--- Goal of the exercise ---
Where does the word "left" occur in the entries below? Copy every line that has it.

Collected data
------

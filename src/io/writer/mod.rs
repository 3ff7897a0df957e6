//! Note document file writer module

mod rewrite;
mod sink;
mod stream;

pub use sink::SinkMode;
pub use stream::{NoteStreamWriter, NoteStreamWriterExt};

use std::io::Write;
use std::path::{Path, PathBuf};

use crate::error::{NoteError, Result};
use crate::notification::{NotificationCollection, NotificationType};
use sink::FileSink;

/// First line emitted into every fresh file, reserved so the enclosing
/// serializer can patch it after the fact. Stripped again by
/// [`NoteFileWriter::close`].
pub const PLACEHOLDER_LINE: &str = "                       \n";

/// Write-only file writer that cleans up its output when closed.
///
/// Opens the destination in truncate mode, immediately emits one whitespace
/// placeholder line, and appends everything written through
/// [`NoteStreamWriter`]. Closing finalizes the sink and rewrites the
/// finished file twice: once to drop the placeholder line, once to drop an
/// embedded preview line if one exists.
pub struct NoteFileWriter {
    path: PathBuf,
    mode: SinkMode,
    sink: Option<FileSink>,
    notifications: NotificationCollection,
}

impl NoteFileWriter {
    /// Create a writer over `path` with the given sink mode.
    ///
    /// The destination is truncated and the placeholder line is written
    /// immediately, so the file is non-empty even before the first
    /// [`write_bytes`](NoteStreamWriter::write_bytes) call.
    pub fn create<P: AsRef<Path>>(path: P, mode: SinkMode) -> Result<Self> {
        let path = path.as_ref().to_path_buf();
        let mut sink = FileSink::create(&path, mode)?;
        sink.write_all(PLACEHOLDER_LINE.as_bytes())?;
        Ok(Self {
            path,
            mode,
            sink: Some(sink),
            notifications: NotificationCollection::new(),
        })
    }

    /// Create a plain (uncompressed) writer over `path`.
    pub fn create_plain<P: AsRef<Path>>(path: P) -> Result<Self> {
        Self::create(path, SinkMode::Plain)
    }

    /// Create a gzip-compressed writer over `path`.
    pub fn create_gzip<P: AsRef<Path>>(path: P) -> Result<Self> {
        Self::create(path, SinkMode::Gzip)
    }

    /// Destination path this writer was created over.
    pub fn path(&self) -> &Path {
        &self.path
    }

    /// Sink mode this writer was created with.
    pub fn mode(&self) -> SinkMode {
        self.mode
    }

    /// Whether [`close`](Self::close) has already run.
    pub fn is_closed(&self) -> bool {
        self.sink.is_none()
    }

    /// Diagnostics recorded by the cleanup passes.
    ///
    /// A cleanup pass that cannot run leaves the file as the previous step
    /// left it; that degradation is deliberately not part of `close()`'s
    /// result. Inspect this after closing to detect it.
    pub fn notifications(&self) -> &NotificationCollection {
        &self.notifications
    }

    /// Finalize the file.
    ///
    /// Flushes and releases the sink, then strips the placeholder line and
    /// any embedded preview line from the finished file. Idempotent: a
    /// second call is a no-op. Returns `Err` only when the sink itself
    /// cannot be finalized; both cleanup passes are attempted regardless,
    /// and their failures are recorded as
    /// [`notifications`](Self::notifications).
    pub fn close(&mut self) -> Result<()> {
        let Some(sink) = self.sink.take() else {
            return Ok(());
        };

        let finished = sink.finish();

        if let Err(e) = rewrite::strip_leading_line(&self.path, self.mode) {
            self.notifications.notify(
                NotificationType::Warning,
                format!(
                    "placeholder line not removed from \"{}\": {e}",
                    self.path.display()
                ),
            );
        }
        if let Err(e) = rewrite::strip_preview_line(&self.path, self.mode) {
            self.notifications.notify(
                NotificationType::Warning,
                format!(
                    "preview line not removed from \"{}\": {e}",
                    self.path.display()
                ),
            );
        }

        finished.map_err(|source| NoteError::Close {
            path: self.path.clone(),
            source,
        })
    }
}

impl NoteStreamWriter for NoteFileWriter {
    /// Append bytes through the sink.
    ///
    /// Precondition: `data` is nonempty and the writer is not closed.
    /// Violations are programming errors, fatal in debug builds; release
    /// builds degrade to a no-op / [`NoteError::StreamClosed`].
    fn write_bytes(&mut self, data: &[u8]) -> Result<()> {
        debug_assert!(!data.is_empty(), "write_bytes called with an empty buffer");
        debug_assert!(self.sink.is_some(), "write_bytes called on a closed writer");
        match self.sink.as_mut() {
            Some(sink) => {
                sink.write_all(data)?;
                Ok(())
            }
            None => Err(NoteError::StreamClosed),
        }
    }

    fn flush(&mut self) -> Result<()> {
        match self.sink.as_mut() {
            Some(sink) => {
                sink.flush()?;
                Ok(())
            }
            None => Err(NoteError::StreamClosed),
        }
    }
}

impl Drop for NoteFileWriter {
    fn drop(&mut self) {
        if self.sink.is_some() {
            let _ = self.close();
        }
    }
}
//! # notestream
//!
//! A pure Rust library for writing note document files, plain or
//! gzip-compressed, with finalize-time line cleanup.
//!
//! A note document is serialized as text lines. The first line of every
//! fresh file is a whitespace placeholder reserved for later patching, and
//! the serializer may embed the document thumbnail as a single
//! `<preview>…</preview>` line. Neither line belongs in a finished file:
//! when a [`NoteFileWriter`] is closed it finalizes the sink and rewrites
//! the file to strip both.
//!
//! ## Quick Start
//!
//! ```rust,ignore
//! use notestream::{NoteFileWriter, NoteStreamWriterExt};
//!
//! let mut writer = NoteFileWriter::create_gzip("notes.znb")?;
//! writer.write_str("<note>…</note>\n")?;
//! writer.close()?;
//! # Ok::<(), notestream::NoteError>(())
//! ```
//!
//! ## Architecture
//!
//! The library uses a trait-based design:
//!
//! - `NoteStreamWriter` - minimal write-only stream trait
//! - `NoteStreamWriterExt` - convenience overloads over the primitive
//! - `SinkMode` - plain vs gzip sink strategy, chosen at creation
//! - `NoteFileWriter` - concrete file writer with finalize-time cleanup
//!
//! ## Failure model
//!
//! Opening and closing return explicit `Result`s. Cleanup passes are
//! best-effort: a pass that cannot run leaves the file as the previous step
//! left it and records a [`Notification`] instead of failing the close.

#![allow(missing_docs)]
#![warn(rustdoc::missing_crate_level_docs)]

pub mod error;
pub mod io;
pub mod notification;
pub mod preview;

// Re-export commonly used types
pub use error::{NoteError, Result};
pub use io::writer::{NoteFileWriter, NoteStreamWriter, NoteStreamWriterExt, SinkMode};
pub use notification::{Notification, NotificationCollection, NotificationType};

/// Library version
pub const VERSION: &str = env!("CARGO_PKG_VERSION");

------

--- Solution to the exercise ---
    /// left it; that degradation is deliberately not part of `close()`'s
//! left it and records a [`Notification`] instead of failing the close.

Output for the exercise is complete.